■ Exercise requirements: Go through the entries below and say how many lines hold the word "LabelDef". Nothing else is needed.

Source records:
++++++++++++++++++++
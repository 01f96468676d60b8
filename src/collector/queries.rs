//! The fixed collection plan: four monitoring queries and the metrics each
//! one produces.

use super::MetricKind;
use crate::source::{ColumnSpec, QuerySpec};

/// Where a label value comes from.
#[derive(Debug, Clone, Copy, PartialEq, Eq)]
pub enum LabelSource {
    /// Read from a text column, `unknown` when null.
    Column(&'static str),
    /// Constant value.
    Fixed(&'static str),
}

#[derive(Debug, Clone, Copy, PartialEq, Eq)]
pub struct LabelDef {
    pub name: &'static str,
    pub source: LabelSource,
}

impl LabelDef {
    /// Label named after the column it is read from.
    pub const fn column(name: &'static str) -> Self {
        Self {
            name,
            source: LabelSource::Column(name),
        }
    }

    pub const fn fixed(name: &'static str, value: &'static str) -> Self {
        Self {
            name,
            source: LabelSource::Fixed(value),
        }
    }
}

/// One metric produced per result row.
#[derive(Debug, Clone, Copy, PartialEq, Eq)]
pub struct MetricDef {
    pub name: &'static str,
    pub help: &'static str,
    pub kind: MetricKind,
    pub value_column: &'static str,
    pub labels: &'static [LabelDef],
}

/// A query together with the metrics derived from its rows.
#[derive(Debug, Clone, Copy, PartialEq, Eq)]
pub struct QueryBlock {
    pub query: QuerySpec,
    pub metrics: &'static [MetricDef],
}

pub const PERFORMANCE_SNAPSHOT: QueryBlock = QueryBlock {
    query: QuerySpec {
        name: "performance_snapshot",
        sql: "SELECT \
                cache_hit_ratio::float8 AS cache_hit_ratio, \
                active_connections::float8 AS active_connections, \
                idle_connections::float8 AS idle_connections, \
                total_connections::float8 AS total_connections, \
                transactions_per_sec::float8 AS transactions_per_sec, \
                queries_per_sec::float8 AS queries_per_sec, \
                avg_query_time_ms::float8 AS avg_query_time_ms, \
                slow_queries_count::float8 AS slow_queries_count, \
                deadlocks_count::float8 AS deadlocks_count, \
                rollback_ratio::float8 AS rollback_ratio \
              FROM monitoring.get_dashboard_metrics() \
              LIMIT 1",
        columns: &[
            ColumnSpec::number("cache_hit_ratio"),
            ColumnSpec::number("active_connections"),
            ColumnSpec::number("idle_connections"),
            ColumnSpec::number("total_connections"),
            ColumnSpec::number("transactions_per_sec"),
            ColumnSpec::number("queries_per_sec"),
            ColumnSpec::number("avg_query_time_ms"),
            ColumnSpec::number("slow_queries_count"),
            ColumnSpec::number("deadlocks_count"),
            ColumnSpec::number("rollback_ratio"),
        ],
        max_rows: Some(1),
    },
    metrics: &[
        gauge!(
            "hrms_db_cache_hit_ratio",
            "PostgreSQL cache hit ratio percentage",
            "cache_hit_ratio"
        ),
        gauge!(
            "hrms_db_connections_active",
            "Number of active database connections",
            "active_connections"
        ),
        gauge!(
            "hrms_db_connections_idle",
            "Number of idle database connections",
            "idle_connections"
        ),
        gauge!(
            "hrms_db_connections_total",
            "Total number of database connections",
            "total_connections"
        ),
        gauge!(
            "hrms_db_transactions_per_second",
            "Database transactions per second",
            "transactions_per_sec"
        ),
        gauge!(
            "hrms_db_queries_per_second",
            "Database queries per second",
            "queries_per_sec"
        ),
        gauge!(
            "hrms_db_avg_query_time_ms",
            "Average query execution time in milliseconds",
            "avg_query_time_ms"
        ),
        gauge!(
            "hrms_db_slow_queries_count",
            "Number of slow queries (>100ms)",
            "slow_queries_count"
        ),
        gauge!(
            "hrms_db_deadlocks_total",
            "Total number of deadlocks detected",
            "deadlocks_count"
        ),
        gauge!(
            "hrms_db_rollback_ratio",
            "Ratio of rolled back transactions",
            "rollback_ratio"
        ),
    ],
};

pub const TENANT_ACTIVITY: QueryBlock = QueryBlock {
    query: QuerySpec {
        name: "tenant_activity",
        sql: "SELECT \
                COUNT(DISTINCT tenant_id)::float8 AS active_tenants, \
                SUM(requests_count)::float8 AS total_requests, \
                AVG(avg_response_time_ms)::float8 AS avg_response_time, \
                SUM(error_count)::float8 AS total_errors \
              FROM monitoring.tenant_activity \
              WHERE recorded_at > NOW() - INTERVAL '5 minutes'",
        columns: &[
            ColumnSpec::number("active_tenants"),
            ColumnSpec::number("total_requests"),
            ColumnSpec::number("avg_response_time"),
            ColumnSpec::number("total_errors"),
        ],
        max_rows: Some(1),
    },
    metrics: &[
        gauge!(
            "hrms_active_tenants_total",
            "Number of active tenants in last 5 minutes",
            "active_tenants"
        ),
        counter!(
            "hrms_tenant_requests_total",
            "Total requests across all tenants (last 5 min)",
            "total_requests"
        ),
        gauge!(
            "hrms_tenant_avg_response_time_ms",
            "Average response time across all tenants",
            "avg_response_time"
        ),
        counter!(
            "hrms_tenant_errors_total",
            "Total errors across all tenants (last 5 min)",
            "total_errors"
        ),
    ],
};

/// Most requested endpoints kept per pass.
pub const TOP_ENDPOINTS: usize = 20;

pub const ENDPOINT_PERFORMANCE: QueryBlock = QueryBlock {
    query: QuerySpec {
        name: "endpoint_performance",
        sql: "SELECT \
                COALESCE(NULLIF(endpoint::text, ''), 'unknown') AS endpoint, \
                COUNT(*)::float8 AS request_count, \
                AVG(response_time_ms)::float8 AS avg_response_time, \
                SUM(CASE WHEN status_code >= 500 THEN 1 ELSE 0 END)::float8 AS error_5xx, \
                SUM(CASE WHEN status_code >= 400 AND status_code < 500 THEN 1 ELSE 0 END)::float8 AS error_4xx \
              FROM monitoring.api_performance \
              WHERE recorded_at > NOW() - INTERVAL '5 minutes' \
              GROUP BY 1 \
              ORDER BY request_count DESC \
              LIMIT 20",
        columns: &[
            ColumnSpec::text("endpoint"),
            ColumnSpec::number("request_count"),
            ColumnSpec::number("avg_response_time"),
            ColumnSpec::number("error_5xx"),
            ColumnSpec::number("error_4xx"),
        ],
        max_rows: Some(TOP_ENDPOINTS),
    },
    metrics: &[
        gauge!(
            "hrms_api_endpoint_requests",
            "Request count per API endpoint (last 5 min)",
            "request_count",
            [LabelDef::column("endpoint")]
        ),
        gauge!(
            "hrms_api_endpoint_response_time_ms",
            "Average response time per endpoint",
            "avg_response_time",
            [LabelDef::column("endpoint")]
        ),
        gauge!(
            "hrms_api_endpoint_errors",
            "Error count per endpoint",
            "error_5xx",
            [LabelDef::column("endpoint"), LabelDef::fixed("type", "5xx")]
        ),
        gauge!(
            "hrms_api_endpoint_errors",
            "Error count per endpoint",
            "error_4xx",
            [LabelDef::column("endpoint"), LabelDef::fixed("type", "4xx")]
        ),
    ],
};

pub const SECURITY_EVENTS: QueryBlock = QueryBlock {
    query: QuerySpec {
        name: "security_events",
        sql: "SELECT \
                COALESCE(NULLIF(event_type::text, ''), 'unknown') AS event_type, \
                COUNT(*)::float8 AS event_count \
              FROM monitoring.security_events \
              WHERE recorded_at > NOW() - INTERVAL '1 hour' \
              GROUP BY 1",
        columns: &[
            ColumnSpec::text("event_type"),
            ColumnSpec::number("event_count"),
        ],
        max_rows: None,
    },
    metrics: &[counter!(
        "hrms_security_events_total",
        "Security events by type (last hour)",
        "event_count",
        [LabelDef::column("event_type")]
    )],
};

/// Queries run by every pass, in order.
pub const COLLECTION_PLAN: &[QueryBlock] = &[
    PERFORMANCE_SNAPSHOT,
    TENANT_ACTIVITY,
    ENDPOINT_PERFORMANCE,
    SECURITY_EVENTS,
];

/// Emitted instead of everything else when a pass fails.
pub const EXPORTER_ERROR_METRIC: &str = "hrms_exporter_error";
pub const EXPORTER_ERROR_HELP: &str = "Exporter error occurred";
++++++++++++++++++++
■ Task output: 8